Objectives. The Cholesterol Lowering Atherosclerosis PTCA Trial (CLAPT) is a prospective, randomized trial with blinded angiographic end-points to assess the effect of 2-year's treatment with lovastatin initiated 4 weeks prior to PTCA, compared to usual care on non-dilated coronary segments and on dilated coronary lesions in male patients with total cholesterol between 200 and 300 mg.dl-1 who underwent elective PTCA. Methods and Results. Two hundred and twenty six patients were randomized 4 weeks prior to PTCA to special care (diet plus lovastatin n = 112) or usual care (diet; n = 114). One hundred and ninety-nine patients underwent PTCA at baseline and were finally included in the study. Quantitative coronary angiographic assessment was performed on blinded cinefilms at baseline (PTCA) and repeated after 4 and 24 months in 91% and 81% of the patients. The primary end-point was a change in the mean segment diameter of non-dilated segments. The mean lovastatin dose was 33 mg.day-1. Total- and LDL-cholesterol decreased by 21% and 29% in the special care group and by 7% and 11% in the usual care patients. After 2 years, the mean segment diameter of non-dilated segments decreased by 0.3 mm in the usual care group and 0.004 mm in the special care group (P = 0.27). The decrease in the mean segment diameter of dilated lesions was 0.17mm (usual care) and 0.06 mm (special care) (P = 0.04) after 4 months; 0.16 mm (usual care) and 0.002 mm (special care) after 24 months, respectively (P = 0.05). In both groups, the mean segment diameter of dilated lesions increased between 4 and 24 months after PTCA compared to a decrease in mean segment diameter of non-dilated segments (P < 0.05).
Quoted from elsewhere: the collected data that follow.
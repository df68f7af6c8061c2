use std::collections::HashSet;
use std::sync::atomic::{AtomicBool, AtomicUsize, Ordering};
use std::sync::{Arc, Mutex, PoisonError};

use async_trait::async_trait;
use huddle_protocol::{CallMetadata, PeerMessage, TrackKind};
use tokio::sync::{broadcast, mpsc, watch};
use uuid::Uuid;

use crate::error::TransportError;
use crate::media::MediaTrack;
use crate::transport::{
    DataChannel, LinkId, MediaCall, OutboundTracks, RemoteStream, RemoteTrack, Transport, TransportEvent,
};

fn lock<T>(mutex: &Mutex<T>) -> std::sync::MutexGuard<'_, T> {
    mutex.lock().unwrap_or_else(PoisonError::into_inner)
}

/// In-memory transport. Outgoing work is recorded; inbound traffic is
/// injected by the test through the `*_event` builders or [`FakeTransport::emit`].
pub struct FakeTransport {
    local_id: String,
    events_tx: mpsc::UnboundedSender<TransportEvent>,
    events_rx: Mutex<Option<mpsc::UnboundedReceiver<TransportEvent>>>,
    identity_gate: watch::Sender<bool>,
    opens: AtomicUsize,
    calls: Mutex<Vec<Arc<FakeCall>>>,
    channels: Mutex<Vec<Arc<FakeChannel>>>,
    unreachable: Mutex<HashSet<String>>,
}

impl FakeTransport {
    pub fn new(local_id: &str) -> Arc<Self> {
        let transport = Self::gated(local_id);
        transport.release_identity();
        transport
    }

    /// `open` blocks until [`FakeTransport::release_identity`]
    pub fn gated(local_id: &str) -> Arc<Self> {
        let (events_tx, events_rx) = mpsc::unbounded_channel();
        let (identity_gate, _) = watch::channel(false);
        Arc::new(Self {
            local_id: local_id.to_string(),
            events_tx,
            events_rx: Mutex::new(Some(events_rx)),
            identity_gate,
            opens: AtomicUsize::new(0),
            calls: Mutex::new(Vec::new()),
            channels: Mutex::new(Vec::new()),
            unreachable: Mutex::new(HashSet::new()),
        })
    }

    pub fn release_identity(&self) {
        self.identity_gate.send_replace(true);
    }

    /// Identity registrations performed
    pub fn opens(&self) -> usize {
        self.opens.load(Ordering::SeqCst)
    }

    /// Calls to `remote_id` fail as if the peer does not exist
    pub fn set_unreachable(&self, remote_id: &str) {
        lock(&self.unreachable).insert(remote_id.to_string());
    }

    /// Outgoing calls placed towards `remote_id`
    pub fn calls_to(&self, remote_id: &str) -> Vec<Arc<FakeCall>> {
        lock(&self.calls)
            .iter()
            .filter(|c| !c.inbound && c.remote_id == remote_id)
            .cloned()
            .collect()
    }

    /// Every call, inbound and outbound, towards or from `remote_id`
    pub fn calls_with(&self, remote_id: &str) -> Vec<Arc<FakeCall>> {
        lock(&self.calls)
            .iter()
            .filter(|c| c.remote_id == remote_id)
            .cloned()
            .collect()
    }

    pub fn all_calls(&self) -> Vec<Arc<FakeCall>> {
        lock(&self.calls).clone()
    }

    /// Side channels we opened towards `remote_id`
    pub fn channels_to(&self, remote_id: &str) -> Vec<Arc<FakeChannel>> {
        lock(&self.channels)
            .iter()
            .filter(|c| !c.inbound && c.remote_id == remote_id)
            .cloned()
            .collect()
    }

    /// Push an event as if the network produced it
    pub fn emit(&self, event: TransportEvent) {
        let _ = self.events_tx.send(event);
    }

    /// A remote peer calls us; emits nothing, pair with `IncomingCall`
    pub fn inbound_call(&self, remote_id: &str, name: Option<&str>) -> Arc<FakeCall> {
        let metadata = CallMetadata {
            name: name.map(str::to_string),
        };
        let call = Arc::new(FakeCall::new(remote_id, metadata, true, OutboundTracks::default()));
        lock(&self.calls).push(call.clone());
        call
    }

    /// A remote peer opens a side channel to us
    pub fn inbound_channel(&self, remote_id: &str) -> Arc<FakeChannel> {
        let channel = Arc::new(FakeChannel::new(remote_id, true));
        lock(&self.channels).push(channel.clone());
        channel
    }

    /// Remote audio and video arriving on `call`
    pub fn stream_event(&self, call: &FakeCall) -> TransportEvent {
        let track = |kind: TrackKind| {
            let (packets, _) = broadcast::channel(4);
            RemoteTrack {
                id: format!("{}-{}", call.remote_id, kind),
                kind,
                packets,
            }
        };
        TransportEvent::CallStream {
            call_id: call.id,
            remote_id: call.remote_id.clone(),
            stream: RemoteStream {
                id: format!("stream-{}", call.remote_id),
                tracks: vec![track(TrackKind::Audio), track(TrackKind::Video)],
            },
        }
    }

    pub fn open_event(&self, channel: &FakeChannel) -> TransportEvent {
        channel.open.store(true, Ordering::SeqCst);
        TransportEvent::ChannelOpen {
            channel_id: channel.id,
            remote_id: channel.remote_id.clone(),
        }
    }

    pub fn identify_event(&self, channel: &FakeChannel, name: &str) -> TransportEvent {
        let message = PeerMessage::Identify { name: name.to_string() };
        TransportEvent::ChannelData {
            channel_id: channel.id,
            remote_id: channel.remote_id.clone(),
            data: message.to_json().unwrap_or_default(),
        }
    }

    pub fn closed_event(&self, call: &FakeCall) -> TransportEvent {
        TransportEvent::CallClosed {
            call_id: call.id,
            remote_id: call.remote_id.clone(),
        }
    }
}

#[async_trait]
impl Transport for FakeTransport {
    async fn open(&self, requested_id: Option<&str>) -> Result<String, TransportError> {
        self.opens.fetch_add(1, Ordering::SeqCst);
        let mut gate = self.identity_gate.subscribe();
        let _ = gate.wait_for(|open| *open).await;
        Ok(requested_id.unwrap_or(&self.local_id).to_string())
    }

    async fn call(
        &self,
        remote_id: &str,
        tracks: OutboundTracks,
        metadata: CallMetadata,
    ) -> Result<Arc<dyn MediaCall>, TransportError> {
        if lock(&self.unreachable).contains(remote_id) {
            return Err(TransportError::PeerUnavailable(remote_id.to_string()));
        }
        let call = Arc::new(FakeCall::new(remote_id, metadata, false, tracks));
        lock(&self.calls).push(call.clone());
        Ok(call)
    }

    async fn connect(&self, remote_id: &str) -> Result<Arc<dyn DataChannel>, TransportError> {
        if lock(&self.unreachable).contains(remote_id) {
            return Err(TransportError::PeerUnavailable(remote_id.to_string()));
        }
        let channel = Arc::new(FakeChannel::new(remote_id, false));
        lock(&self.channels).push(channel.clone());
        let open = self.open_event(&channel);
        self.emit(open);
        Ok(channel)
    }

    fn take_events(&self) -> Option<mpsc::UnboundedReceiver<TransportEvent>> {
        lock(&self.events_rx).take()
    }

    async fn shutdown(&self) {
        for call in self.all_calls() {
            call.close().await;
        }
        let channels = lock(&self.channels).clone();
        for channel in channels {
            channel.close().await;
        }
    }
}

/// Recorded media call
pub struct FakeCall {
    id: LinkId,
    remote_id: String,
    metadata: CallMetadata,
    inbound: bool,
    initial: OutboundTracks,
    answered: Mutex<Option<OutboundTracks>>,
    replacements: Mutex<Vec<(TrackKind, Option<Uuid>)>>,
    closed: AtomicBool,
}

impl FakeCall {
    fn new(remote_id: &str, metadata: CallMetadata, inbound: bool, initial: OutboundTracks) -> Self {
        Self {
            id: Uuid::new_v4(),
            remote_id: remote_id.to_string(),
            metadata,
            inbound,
            initial,
            answered: Mutex::new(None),
            replacements: Mutex::new(Vec::new()),
            closed: AtomicBool::new(false),
        }
    }

    pub fn is_inbound(&self) -> bool {
        self.inbound
    }

    pub fn is_answered(&self) -> bool {
        lock(&self.answered).is_some()
    }

    pub fn answered_tracks(&self) -> Option<OutboundTracks> {
        lock(&self.answered).clone()
    }

    pub fn is_closed(&self) -> bool {
        self.closed.load(Ordering::SeqCst)
    }

    /// Number of in-place replacements of `kind`
    pub fn replacements(&self, kind: TrackKind) -> usize {
        lock(&self.replacements).iter().filter(|(k, _)| *k == kind).count()
    }

    /// Track currently sent for `kind`
    pub fn current_track(&self, kind: TrackKind) -> Option<Uuid> {
        if let Some((_, id)) = lock(&self.replacements).iter().rev().find(|(k, _)| *k == kind) {
            return *id;
        }
        let base = lock(&self.answered).clone().unwrap_or_else(|| self.initial.clone());
        base.track(kind).map(|t| t.id())
    }
}

#[async_trait]
impl MediaCall for FakeCall {
    fn id(&self) -> LinkId {
        self.id
    }

    fn remote_id(&self) -> &str {
        &self.remote_id
    }

    fn metadata(&self) -> &CallMetadata {
        &self.metadata
    }

    async fn answer(&self, tracks: OutboundTracks) -> Result<(), TransportError> {
        if self.is_closed() {
            return Err(TransportError::PeerUnavailable(self.remote_id.clone()));
        }
        *lock(&self.answered) = Some(tracks);
        Ok(())
    }

    async fn replace_track(&self, kind: TrackKind, track: Option<Arc<MediaTrack>>) -> Result<(), TransportError> {
        if self.is_closed() {
            return Err(TransportError::PeerUnavailable(self.remote_id.clone()));
        }
        lock(&self.replacements).push((kind, track.map(|t| t.id())));
        Ok(())
    }

    async fn close(&self) {
        self.closed.store(true, Ordering::SeqCst);
    }
}

/// Recorded side channel
pub struct FakeChannel {
    id: LinkId,
    remote_id: String,
    inbound: bool,
    open: AtomicBool,
    closed: AtomicBool,
    sent: Mutex<Vec<PeerMessage>>,
}

impl FakeChannel {
    fn new(remote_id: &str, inbound: bool) -> Self {
        Self {
            id: Uuid::new_v4(),
            remote_id: remote_id.to_string(),
            inbound,
            open: AtomicBool::new(false),
            closed: AtomicBool::new(false),
            sent: Mutex::new(Vec::new()),
        }
    }

    pub fn sent(&self) -> Vec<PeerMessage> {
        lock(&self.sent).clone()
    }

    pub fn is_closed(&self) -> bool {
        self.closed.load(Ordering::SeqCst)
    }
}

#[async_trait]
impl DataChannel for FakeChannel {
    fn id(&self) -> LinkId {
        self.id
    }

    fn remote_id(&self) -> &str {
        &self.remote_id
    }

    fn is_open(&self) -> bool {
        self.open.load(Ordering::SeqCst) && !self.is_closed()
    }

    async fn send(&self, message: &PeerMessage) -> Result<(), TransportError> {
        if self.is_closed() {
            return Err(TransportError::ChannelClosed);
        }
        lock(&self.sent).push(message.clone());
        Ok(())
    }

    async fn close(&self) {
        self.closed.store(true, Ordering::SeqCst);
    }
}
Restenosis (> 50% diameter stenosis at follow-up) occurred in 28.4% of usual care and 22.2% of special care patients (P = 0.17). Conclusions. Lovastatin reduced the progression of dilated lesions in men with elective PTCA. Independent of treatment allocation, the dilated lesions regressed and the non-dilated segments progressed during the study followup. Four weeks of pre-treatment with lovastatin did not influence the rate of restenosis. Lovastatin had no statistically significant effect on non-dilated segments.